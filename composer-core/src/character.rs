//! Characters - the building blocks of a session.
//!
//! A [`Character`] is either a simple leaf glyph backed by one artwork asset,
//! or a compound built from other characters. Components are stored by value,
//! so a composition is a tree and never a graph.
//!
//! ## Persisted form
//!
//! A compound is written with its whole subtree as one flat pre-order node
//! list; every compound node carries its component count:
//!
//! ```text
//! {"type": "compound", "char": "森", "components": 2, "nodes": [
//!     {"type": "simple", "char": "木", ...},
//!     {"type": "compound", "char": "林", "components": 2},
//!     {"type": "simple", "char": "木", ...},
//!     {"type": "simple", "char": "木", ...}
//! ]}
//! ```
//!
//! The JSON nesting depth stays constant however deep the composition is.

use serde::de::Error as _;
use serde::{Deserialize, Deserializer, Serialize, Serializer};

use crate::asset::{Artwork, AssetStore};
use crate::config::DisplayConfig;
use crate::error::{ComposerError, ComposerResult};

/// Which variant of [`Character`] to select.
#[derive(Debug, Clone, Copy, PartialEq, Eq, Serialize, Deserialize)]
#[serde(rename_all = "lowercase")]
pub enum CharacterKind {
    /// Leaf glyphs backed by artwork.
    Simple,
    /// Characters composed from other characters.
    Compound,
}

/// A leaf glyph placed in the abstract character grid.
#[derive(Debug, Clone, Copy, PartialEq, Eq, Serialize, Deserialize)]
pub struct SimpleCharacter {
    /// Identity code point; also the asset store key.
    #[serde(rename = "char")]
    pub identity: char,
    /// Box width.
    pub width: i32,
    /// Box height.
    pub height: i32,
    /// Left offset.
    pub x: i32,
    /// Top offset.
    pub y: i32,
}

impl SimpleCharacter {
    /// Create a simple character with the default box for `config`.
    #[must_use]
    pub const fn with_default_box(identity: char, config: &DisplayConfig) -> Self {
        let size = config.inner_size();
        Self {
            identity,
            width: size,
            height: size,
            x: config.border_size,
            y: config.border_size,
        }
    }

    /// The placement box of this glyph.
    #[must_use]
    pub const fn glyph_box(&self) -> GlyphBox {
        GlyphBox {
            identity: self.identity,
            x: self.x,
            y: self.y,
            width: self.width,
            height: self.height,
        }
    }

    /// Move and resize this glyph to `placement`, keeping its identity.
    pub fn place(&mut self, placement: GlyphBox) {
        self.x = placement.x;
        self.y = placement.y;
        self.width = placement.width;
        self.height = placement.height;
    }
}

/// A character composed from an ordered list of other characters.
#[derive(Debug, Clone, PartialEq, Eq, Serialize, Deserialize)]
pub struct CompoundCharacter {
    /// Identity code point.
    #[serde(rename = "char")]
    pub identity: char,
    /// Components, copied by value at composition time.
    pub components: Vec<Character>,
}

/// A simple or compound character.
#[derive(Debug, Clone, PartialEq, Eq)]
pub enum Character {
    /// A leaf glyph.
    Simple(SimpleCharacter),
    /// A composition of other characters.
    Compound(CompoundCharacter),
}

impl Character {
    /// Identity code point, regardless of variant.
    #[must_use]
    pub const fn identity(&self) -> char {
        match self {
            Self::Simple(simple) => simple.identity,
            Self::Compound(compound) => compound.identity,
        }
    }

    /// The variant of this character.
    #[must_use]
    pub const fn kind(&self) -> CharacterKind {
        match self {
            Self::Simple(_) => CharacterKind::Simple,
            Self::Compound(_) => CharacterKind::Compound,
        }
    }

    /// Check whether this character is of the given variant.
    #[must_use]
    pub fn is_kind(&self, kind: CharacterKind) -> bool {
        self.kind() == kind
    }

    /// Iterate over every simple leaf reachable from this character,
    /// depth first, in component order.
    #[must_use]
    pub fn simple_leaves(&self) -> SimpleLeaves<'_> {
        SimpleLeaves {
            pending: vec![self],
        }
    }

    /// Flatten this character into its positioned leaf boxes.
    ///
    /// Compound boxes are concatenated in component order; placing them
    /// relative to each other is left to the renderer.
    #[must_use]
    pub fn render_geometry(&self) -> Geometry {
        Geometry {
            identity: self.identity(),
            boxes: self.simple_leaves().map(SimpleCharacter::glyph_box).collect(),
        }
    }
}

impl From<SimpleCharacter> for Character {
    fn from(simple: SimpleCharacter) -> Self {
        Self::Simple(simple)
    }
}

impl From<CompoundCharacter> for Character {
    fn from(compound: CompoundCharacter) -> Self {
        Self::Compound(compound)
    }
}

impl Serialize for Character {
    fn serialize<S: Serializer>(&self, serializer: S) -> Result<S::Ok, S::Error> {
        CharacterRecord::from(self).serialize(serializer)
    }
}

impl<'de> Deserialize<'de> for Character {
    fn deserialize<D: Deserializer<'de>>(deserializer: D) -> Result<Self, D::Error> {
        let record = CharacterRecord::deserialize(deserializer)?;
        Self::try_from(record).map_err(D::Error::custom)
    }
}

/// Persisted form of a [`Character`].
#[derive(Debug, Serialize, Deserialize)]
#[serde(tag = "type", rename_all = "lowercase")]
enum CharacterRecord {
    Simple(SimpleCharacter),
    Compound {
        #[serde(rename = "char")]
        identity: char,
        components: usize,
        #[serde(default)]
        nodes: Vec<NodeRecord>,
    },
}

/// One node of a flattened compound subtree, in pre-order.
#[derive(Debug, Serialize, Deserialize)]
#[serde(tag = "type", rename_all = "lowercase")]
enum NodeRecord {
    Simple(SimpleCharacter),
    Compound {
        #[serde(rename = "char")]
        identity: char,
        components: usize,
    },
}

impl From<&Character> for CharacterRecord {
    fn from(character: &Character) -> Self {
        let compound = match character {
            Character::Simple(simple) => return Self::Simple(*simple),
            Character::Compound(compound) => compound,
        };

        let mut nodes = Vec::new();
        let mut pending: Vec<&Character> = compound.components.iter().rev().collect();
        while let Some(node) = pending.pop() {
            match node {
                Character::Simple(simple) => nodes.push(NodeRecord::Simple(*simple)),
                Character::Compound(inner) => {
                    nodes.push(NodeRecord::Compound {
                        identity: inner.identity,
                        components: inner.components.len(),
                    });
                    pending.extend(inner.components.iter().rev());
                }
            }
        }
        Self::Compound {
            identity: compound.identity,
            components: compound.components.len(),
            nodes,
        }
    }
}

/// A compound being rebuilt from its node list.
struct Frame {
    identity: char,
    arity: usize,
    components: Vec<Character>,
}

impl Frame {
    fn new(identity: char, arity: usize) -> Self {
        Self {
            identity,
            arity,
            components: Vec::new(),
        }
    }

    fn is_complete(&self) -> bool {
        self.components.len() == self.arity
    }

    fn finish(self) -> Character {
        Character::Compound(CompoundCharacter {
            identity: self.identity,
            components: self.components,
        })
    }
}

impl TryFrom<CharacterRecord> for Character {
    type Error = String;

    fn try_from(record: CharacterRecord) -> Result<Self, Self::Error> {
        let (root, arity, nodes) = match record {
            CharacterRecord::Simple(simple) => return Ok(Self::Simple(simple)),
            CharacterRecord::Compound {
                identity,
                components,
                nodes,
            } => (identity, components, nodes),
        };

        let mut nodes = nodes.into_iter();
        let mut parents: Vec<Frame> = Vec::new();
        let mut current = Frame::new(root, arity);
        loop {
            if current.is_complete() {
                let finished = current.finish();
                let Some(mut parent) = parents.pop() else {
                    if nodes.next().is_some() {
                        return Err(format!("compound {root} has more nodes than components"));
                    }
                    return Ok(finished);
                };
                parent.components.push(finished);
                current = parent;
                continue;
            }
            match nodes.next() {
                Some(NodeRecord::Simple(simple)) => current.components.push(Self::Simple(simple)),
                Some(NodeRecord::Compound {
                    identity,
                    components,
                }) => parents.push(std::mem::replace(
                    &mut current,
                    Frame::new(identity, components),
                )),
                None => {
                    return Err(format!(
                        "compound {} is missing components",
                        current.identity
                    ))
                }
            }
        }
    }
}

/// Polymorphic identity accessor.
#[must_use]
pub const fn identity_of(character: &Character) -> char {
    character.identity()
}

/// Depth-first iterator over the simple leaves of a character.
///
/// Uses an explicit stack, so arbitrarily deep compositions cannot overflow
/// the call stack.
#[derive(Debug, Clone)]
pub struct SimpleLeaves<'a> {
    pending: Vec<&'a Character>,
}

impl<'a> Iterator for SimpleLeaves<'a> {
    type Item = &'a SimpleCharacter;

    fn next(&mut self) -> Option<Self::Item> {
        while let Some(character) = self.pending.pop() {
            match character {
                Character::Simple(simple) => return Some(simple),
                Character::Compound(compound) => {
                    self.pending.extend(compound.components.iter().rev());
                }
            }
        }
        None
    }
}

/// A positioned box referencing the artwork of one simple character.
#[derive(Debug, Clone, Copy, PartialEq, Eq, Serialize, Deserialize)]
pub struct GlyphBox {
    /// Identity of the artwork to draw.
    #[serde(rename = "char")]
    pub identity: char,
    /// Left offset.
    pub x: i32,
    /// Top offset.
    pub y: i32,
    /// Box width.
    pub width: i32,
    /// Box height.
    pub height: i32,
}

/// Flattened render parameters of one character.
#[derive(Debug, Clone, PartialEq, Eq, Serialize, Deserialize)]
pub struct Geometry {
    /// Identity of the character that was flattened.
    #[serde(rename = "char")]
    pub identity: char,
    /// Leaf boxes in component order.
    pub boxes: Vec<GlyphBox>,
}

impl Geometry {
    /// Number of leaf boxes.
    #[must_use]
    pub fn len(&self) -> usize {
        self.boxes.len()
    }

    /// Check if the geometry has no boxes.
    #[must_use]
    pub fn is_empty(&self) -> bool {
        self.boxes.is_empty()
    }

    /// Pair every box with its artwork.
    ///
    /// # Errors
    ///
    /// Returns [`ComposerError::MissingAsset`] for the first box whose
    /// identity has no entry in `assets`.
    pub fn resolve<'a>(
        &'a self,
        assets: &'a AssetStore,
    ) -> ComposerResult<Vec<(&'a GlyphBox, &'a Artwork)>> {
        self.boxes
            .iter()
            .map(|glyph_box| {
                assets
                    .get(glyph_box.identity)
                    .map(|artwork| (glyph_box, artwork))
                    .ok_or(ComposerError::MissingAsset(glyph_box.identity))
            })
            .collect()
    }
}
+ + + + + + +
● **ACTIVITY**
Starting with the line that holds "composition of other characters." and ending with the line that holds "impl Serialize for", retype every line in the data above exactly, and nothing else.

● **TASK RESPONSE**
    /// A composition of other characters.
    Compound(CompoundCharacter),
}

impl Character {
    /// Identity code point, regardless of variant.
    #[must_use]
    pub const fn identity(&self) -> char {
        match self {
            Self::Simple(simple) => simple.identity,
            Self::Compound(compound) => compound.identity,
        }
    }

    /// The variant of this character.
    #[must_use]
    pub const fn kind(&self) -> CharacterKind {
        match self {
            Self::Simple(_) => CharacterKind::Simple,
            Self::Compound(_) => CharacterKind::Compound,
        }
    }

    /// Check whether this character is of the given variant.
    #[must_use]
    pub fn is_kind(&self, kind: CharacterKind) -> bool {
        self.kind() == kind
    }

    /// Iterate over every simple leaf reachable from this character,
    /// depth first, in component order.
    #[must_use]
    pub fn simple_leaves(&self) -> SimpleLeaves<'_> {
        SimpleLeaves {
            pending: vec![self],
        }
    }

    /// Flatten this character into its positioned leaf boxes.
    ///
    /// Compound boxes are concatenated in component order; placing them
    /// relative to each other is left to the renderer.
    #[must_use]
    pub fn render_geometry(&self) -> Geometry {
        Geometry {
            identity: self.identity(),
            boxes: self.simple_leaves().map(SimpleCharacter::glyph_box).collect(),
        }
    }
}

impl From<SimpleCharacter> for Character {
    fn from(simple: SimpleCharacter) -> Self {
        Self::Simple(simple)
    }
}

impl From<CompoundCharacter> for Character {
    fn from(compound: CompoundCharacter) -> Self {
        Self::Compound(compound)
    }
}

impl Serialize for Character {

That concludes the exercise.